Sunday, May 30, 2010

Myung Dong Kyoja, Koreatown - Garlic Warfare in Koreatown

Myung Dong Kyoja, Koreatown

If you think about it, garlic is probably the one ingredient that is prevalent in almost every culture's food. Revered for its healing and medicinal qualities, this member of the onion family, along with leeks, shallots and chives, was used once as currency, for healing wounds, ingested for spiritual reasons and for warding pale, creepy people with fangs. But for those that enjoy food, we all know that garlic is a major component in cooking and repelling a hot date during dinner. Whether its sauteed or even eaten raw, garlic can take a dish to higher levels. But to what level specifically?

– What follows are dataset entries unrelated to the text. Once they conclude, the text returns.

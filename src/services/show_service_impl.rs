//! `SeaORM` implementation of the `ShowService` trait.

use std::sync::Arc;
use std::time::Duration;

use crate::clients::MetadataProvider;
use crate::config::TmdbConfig;
use crate::db::Store;
use crate::domain::{ShowId, UserId};
use crate::models::show::{ShowDetail, ShowSearchResults, ShowSummary};
use crate::services::show_service::{ShowError, ShowService};
use async_trait::async_trait;
use tracing::{info, warn};

pub struct SeaOrmShowService {
    store: Store,
    provider: Arc<dyn MetadataProvider>,
    seasons_per_pause: i32,
    pause: Duration,
}

impl SeaOrmShowService {
    #[must_use]
    pub fn new(store: Store, provider: Arc<dyn MetadataProvider>, config: &TmdbConfig) -> Self {
        Self {
            store,
            provider,
            seasons_per_pause: config.seasons_per_pause,
            pause: Duration::from_millis(config.pause_millis),
        }
    }

    /// Fetches seasons 1..=`nb_seasons` one at a time and upserts their
    /// episodes, pausing on every `seasons_per_pause`th season.
    async fn refresh_episodes(
        &self,
        show_id: ShowId,
        tmdb_id: i32,
        nb_seasons: i32,
    ) -> Result<usize, ShowError> {
        let mut total = 0;

        for season_nb in 1..=nb_seasons {
            if self.seasons_per_pause > 0 && season_nb % self.seasons_per_pause == 0 {
                tokio::time::sleep(self.pause).await;
            }

            let episodes = self
                .provider
                .get_season(tmdb_id, season_nb)
                .await
                .map_err(|e| ShowError::provider(&e))?;

            total += episodes.len();
            self.store.upsert_episodes(show_id, &episodes).await?;
        }

        Ok(total)
    }

    async fn load_detail(&self, id: ShowId, user_id: UserId) -> Result<ShowDetail, ShowError> {
        let show = self
            .store
            .get_show(id)
            .await?
            .ok_or(ShowError::NotFound(id))?;

        let episodes = self.store.list_episodes_for_user(id, user_id).await?;

        Ok(ShowDetail { show, episodes })
    }
}

#[async_trait]
impl ShowService for SeaOrmShowService {
    async fn list_shows(&self) -> Result<Vec<ShowSummary>, ShowError> {
        Ok(self.store.list_shows().await?)
    }

    async fn get_show(&self, id: ShowId, user_id: UserId) -> Result<ShowDetail, ShowError> {
        self.load_detail(id, user_id).await
    }

    async fn search(&self, query: &str) -> Result<ShowSearchResults, ShowError> {
        let query = query.trim();
        if query.is_empty() {
            return Err(ShowError::Validation("Search query cannot be empty".to_string()));
        }

        self.provider
            .search_shows(query)
            .await
            .map_err(|e| ShowError::provider(&e))
    }

    async fn add_from_provider(&self, tmdb_id: i32) -> Result<ShowId, ShowError> {
        if self.store.get_show_by_tmdb_id(tmdb_id).await?.is_some() {
            return Err(ShowError::AlreadyExists(tmdb_id));
        }

        let input = self
            .provider
            .get_show(tmdb_id)
            .await
            .map_err(|e| ShowError::provider(&e))?
            .ok_or(ShowError::ProviderNotFound(tmdb_id))?;

        let id = self.store.add_show(&input).await?;
        let episodes = self
            .refresh_episodes(id, tmdb_id, input.nb_seasons.unwrap_or(0))
            .await?;

        info!(show_id = id.value(), tmdb_id, episodes, "Show added: {}", input.name);
        Ok(id)
    }

    async fn refresh(&self, id: ShowId, user_id: UserId) -> Result<ShowDetail, ShowError> {
        let show = self
            .store
            .get_show(id)
            .await?
            .ok_or(ShowError::NotFound(id))?;

        let input = self
            .provider
            .get_show(show.tmdb_id)
            .await
            .map_err(|e| ShowError::provider(&e))?
            .ok_or(ShowError::ProviderNotFound(show.tmdb_id))?;

        if !self.store.update_show(id, &input).await? {
            warn!(show_id = id.value(), "Show disappeared during refresh");
            return Err(ShowError::NotFound(id));
        }

        let episodes = self
            .refresh_episodes(id, show.tmdb_id, input.nb_seasons.unwrap_or(0))
            .await?;
        info!(show_id = id.value(), episodes, "Show refreshed: {}", input.name);

        self.load_detail(id, user_id).await
    }
}
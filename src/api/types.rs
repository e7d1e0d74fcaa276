use serde::{Deserialize, Serialize};

use crate::domain::FlagLabels;
use crate::models::show::{ShowDetail, ShowSummary};
use crate::services::SessionUser;

#[derive(Debug, Serialize)]
pub struct ApiResponse<T> {
    pub success: bool,
    #[serde(skip_serializing_if = "Option::is_none")]
    pub data: Option<T>,
    #[serde(skip_serializing_if = "Option::is_none")]
    pub error: Option<String>,
}

impl<T> ApiResponse<T> {
    pub const fn success(data: T) -> Self {
        Self {
            success: true,
            data: Some(data),
            error: None,
        }
    }

    pub fn error(message: impl Into<String>) -> Self {
        Self {
            success: false,
            data: None,
            error: Some(message.into()),
        }
    }
}

impl ApiResponse<()> {
    /// Bare `{success}` body used by write endpoints.
    pub const fn outcome(success: bool) -> Self {
        Self {
            success,
            data: None,
            error: None,
        }
    }
}

/// Body of `PATCH /episodes/{id}/flag`.
///
/// The key stays a string here so a bad value is reported as a validation
/// error rather than a JSON rejection.
#[derive(Debug, Deserialize)]
pub struct EpisodeFlagRequest {
    pub flag: String,
    pub value: bool,
}

#[derive(Debug, Deserialize)]
pub struct SeasonFlagRequest {
    pub season_nb: i32,
    pub flag: String,
    pub value: bool,
}

#[derive(Debug, Serialize)]
pub struct ShowListDto {
    pub shows: Vec<ShowSummary>,
    #[serde(rename = "userFlags")]
    pub user_flags: FlagLabels,
}

#[derive(Debug, Serialize)]
pub struct ShowDetailDto {
    pub show: ShowDetail,
}

#[derive(Debug, Deserialize)]
pub struct AddShowRequest {
    pub tmdb_id: i32,
}

#[derive(Debug, Serialize)]
pub struct AddShowResponse {
    pub id: i32,
}

#[derive(Debug, Deserialize)]
pub struct LoginRequest {
    pub username: String,
    pub password: String,
}

#[derive(Debug, Serialize)]
pub struct SessionDto {
    pub user: SessionUser,
}

#[derive(Debug, Deserialize)]
pub struct ThemeRequest {
    #[serde(rename = "darkTheme")]
    pub dark_theme: bool,
}
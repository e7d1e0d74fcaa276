pub mod prelude;

pub mod episodes;
pub mod shows;
pub mod user_episode_flags;
pub mod users;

I don't know, but I have a feeling the Koreans may have an answer. Why Korea? Over Spain, Italy and America, Koreans consume more garlic per capita than anyone else. Just how much? Americans eat an average of 2.5 lbs. of garlic a year... Koreans – 22 lbs. a year. 22 lbs. of garlic in a bag can knock you out if it was swung at you with enough force. I've always known that Koreans use copious amounts of garlic, along with sesame oil and red chilis, but this as you will learn very soon, is a complete understatement. For many years already, garlic warfare is happening in Koreatown. And you probably didn't know that it was happening at a place on Wilshire and Harvard.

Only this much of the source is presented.